I also spoke to a Nissan specialist that is in another province and he says that I should check the brake vaccumn pipes as one could be perished.
Anyone got any ideas????


----------



## azkicker0027 (May 31, 2002)

well, it's good to check first the brake vacuum lines and booster, also does the brake pedal feel really hard and difficult to press?? cause that is a sign of a failed booster.


----------



## ZeroNeo (Dec 17, 2003)

azkicker0027 said:


> well, it's good to check first the brake vacuum lines and booster, also does the brake pedal feel really hard and difficult to press?? cause that is a sign of a failed booster.

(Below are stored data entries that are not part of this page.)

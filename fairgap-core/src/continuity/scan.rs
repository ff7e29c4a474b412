//! The four scan strategies.
//!
//! Every strategy returns one [`Gap`] per abnormal consecutive pair, ordered
//! by `start_index`, and all four return identical lists for the same input.
//! They differ only in how they find the abnormal pairs.

use std::ops::Range;

use chrono::{NaiveDate, TimeDelta};
use fairgap_types::{Candle, FairGapError, Gap, GapKind, Granularity};
use rayon::ThreadPool;
use rayon::prelude::*;

use crate::calendar::TradingCalendar;

/// Borrowed inputs shared by every strategy.
#[derive(Clone, Copy)]
pub(crate) struct ScanInput<'a> {
    pub calendar: &'a TradingCalendar,
    pub candles: &'a [Candle],
    pub granularity: Granularity,
}

impl ScanInput<'_> {
    fn pair_count(&self) -> usize {
        self.candles.len().saturating_sub(1)
    }

    fn delta(&self, i: usize) -> TimeDelta {
        self.candles[i + 1].ts - self.candles[i].ts
    }

    fn is_anomaly(&self, delta: TimeDelta) -> bool {
        delta == TimeDelta::zero() || delta > self.granularity.step()
    }

    fn gap(&self, i: usize, kind: GapKind, missing_bars: u64) -> Gap {
        Gap {
            start: self.candles[i].ts,
            end: self.candles[i + 1].ts,
            start_index: i,
            end_index: i + 1,
            missing_bars,
            kind,
        }
    }

    /// Classify pair `(i, i + 1)` through the calendar.
    fn classify_pair(&self, i: usize) -> Result<Option<Gap>, FairGapError> {
        let (a, b) = (&self.candles[i], &self.candles[i + 1]);
        Ok(self
            .calendar
            .classify_gap(a.ts, b.ts, self.granularity)?
            .map(|v| self.gap(i, v.kind, v.missing_bars)))
    }
}

/// Bar-by-bar pass; every pair goes through the calendar.
pub(crate) fn naive(input: ScanInput<'_>) -> Result<Vec<Gap>, FairGapError> {
    let mut out = Vec::new();
    for i in 0..input.pair_count() {
        if let Some(g) = input.classify_pair(i)? {
            out.push(g);
        }
    }
    Ok(out)
}

/// Delta-first pass over the whole series.
pub(crate) fn batch(input: ScanInput<'_>) -> Result<Vec<Gap>, FairGapError> {
    batch_range(input, 0..input.pair_count())
}

/// Delta-first pass over the pairs `(i, i + 1)` for `i` in `pairs`.
fn batch_range(input: ScanInput<'_>, pairs: Range<usize>) -> Result<Vec<Gap>, FairGapError> {
    if pairs.is_empty() {
        return Ok(Vec::new());
    }
    let deltas: Vec<TimeDelta> = input.candles[pairs.start..=pairs.end]
        .windows(2)
        .map(|w| w[1].ts - w[0].ts)
        .collect();
    let anomalies: Vec<usize> = deltas
        .iter()
        .enumerate()
        .filter(|(_, d)| input.is_anomaly(**d))
        .map(|(k, _)| pairs.start + k)
        .collect();

    let mut out = Vec::with_capacity(anomalies.len());
    for i in anomalies {
        if let Some(g) = input.classify_pair(i)? {
            out.push(g);
        }
    }
    Ok(out)
}

/// Slots strictly between two bars `delta` apart, `ceil(delta / step) - 1`.
fn slots_between(delta: TimeDelta, step: TimeDelta) -> u64 {
    let nanos = |d: TimeDelta| {
        i128::from(d.num_seconds()) * 1_000_000_000 + i128::from(d.subsec_nanos())
    };
    let (d, s) = (nanos(delta), nanos(step));
    let ceil = (d + s - 1) / s;
    u64::try_from(ceil - 1).unwrap_or(0)
}

/// Split the series into maximal runs of bars that share one trading
/// session; off-session bars form runs of their own. Daily bars never share
/// a session.
fn session_runs(input: ScanInput<'_>) -> Result<Vec<Range<usize>>, FairGapError> {
    let n = input.candles.len();
    let keys: Vec<Option<NaiveDate>> = if input.granularity.is_daily() {
        vec![None; n]
    } else {
        input
            .candles
            .iter()
            .map(|c| input.calendar.session_date(c.ts))
            .collect::<Result<_, _>>()?
    };

    let mut runs = Vec::new();
    let mut lo = 0;
    for i in 1..=n {
        let same = i < n && keys[i].is_some() && keys[i] == keys[i - 1];
        if !same {
            runs.push(lo..i);
            lo = i;
        }
    }
    Ok(runs)
}

/// Segment first: pairs inside one session cannot straddle a closure, so
/// they are settled from the delta alone; only the pairs joining two runs are
/// put to the calendar.
pub(crate) fn closure_skipping(input: ScanInput<'_>) -> Result<Vec<Gap>, FairGapError> {
    let step = input.granularity.step();
    let runs = session_runs(input)?;
    let mut out = Vec::new();
    for (r, run) in runs.iter().enumerate() {
        for i in run.start..run.end.saturating_sub(1) {
            let delta = input.delta(i);
            if delta == TimeDelta::zero() {
                out.push(input.gap(i, GapKind::DuplicateTimestamp, 0));
            } else if delta > step {
                out.push(input.gap(i, GapKind::DataMissing, slots_between(delta, step)));
            }
        }
        if r + 1 < runs.len() {
            let seam = run.end - 1;
            if input.is_anomaly(input.delta(seam))
                && let Some(g) = input.classify_pair(seam)?
            {
                out.push(g);
            }
        }
    }
    Ok(out)
}

/// Chunked pass on a worker pool. Each chunk settles its internal pairs; the
/// pair joining two chunks is classified once after the join.
pub(crate) fn partitioned(
    input: ScanInput<'_>,
    chunk_size: usize,
    pool: Option<&ThreadPool>,
) -> Result<Vec<Gap>, FairGapError> {
    let n = input.candles.len();
    let chunk_size = chunk_size.max(1);
    let chunks: Vec<Range<usize>> = (0..n)
        .step_by(chunk_size)
        .map(|lo| lo..(lo + chunk_size).min(n))
        .collect();

    let run = || -> Vec<Result<Vec<Gap>, FairGapError>> {
        chunks
            .par_iter()
            .map(|c| batch_range(input, c.start..c.end - 1))
            .collect()
    };
    let per_chunk = match pool {
        Some(p) => p.install(run),
        None => run(),
    };

    let mut out = Vec::new();
    for found in per_chunk {
        out.extend(found?);
    }
    for c in chunks.iter().filter(|c| c.end < n) {
        let seam = c.end - 1;
        if let Some(g) = input.classify_pair(seam)? {
            out.push(g);
        }
    }
    out.sort_by_key(|g| g.start_index);
    Ok(out)
}

#[cfg(test)]
mod tests {
    use super::*;

    #[test]
    fn slots_between_rounds_up() {
        let m = TimeDelta::minutes;
        assert_eq!(slots_between(m(60), m(15)), 3);
        assert_eq!(slots_between(m(61), m(15)), 4);
        assert_eq!(slots_between(m(16), m(15)), 1);
        assert_eq!(slots_between(m(15), m(15)), 0);
    }
}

Well no the brake pedal seems normal does not feel hard at all, it feels actually a bit low if anything. Any other possiblities???


----------



## ameer (Feb 16, 2005)

ZeroNeo said:


> Hi Guys and gals
> 
> I am a new member and I am from Cape Town South Africa.
> I have a Nissan Sabre 200 GXi (SR20DE). Its a hatch back and I think this shape was only made in South Africa.
> ...


Aid you have your injector checked out? Sounds like a throttle switch or something.


----------



## asleepz (Feb 24, 2004)

Sounds like you got a vaccume leak.


----------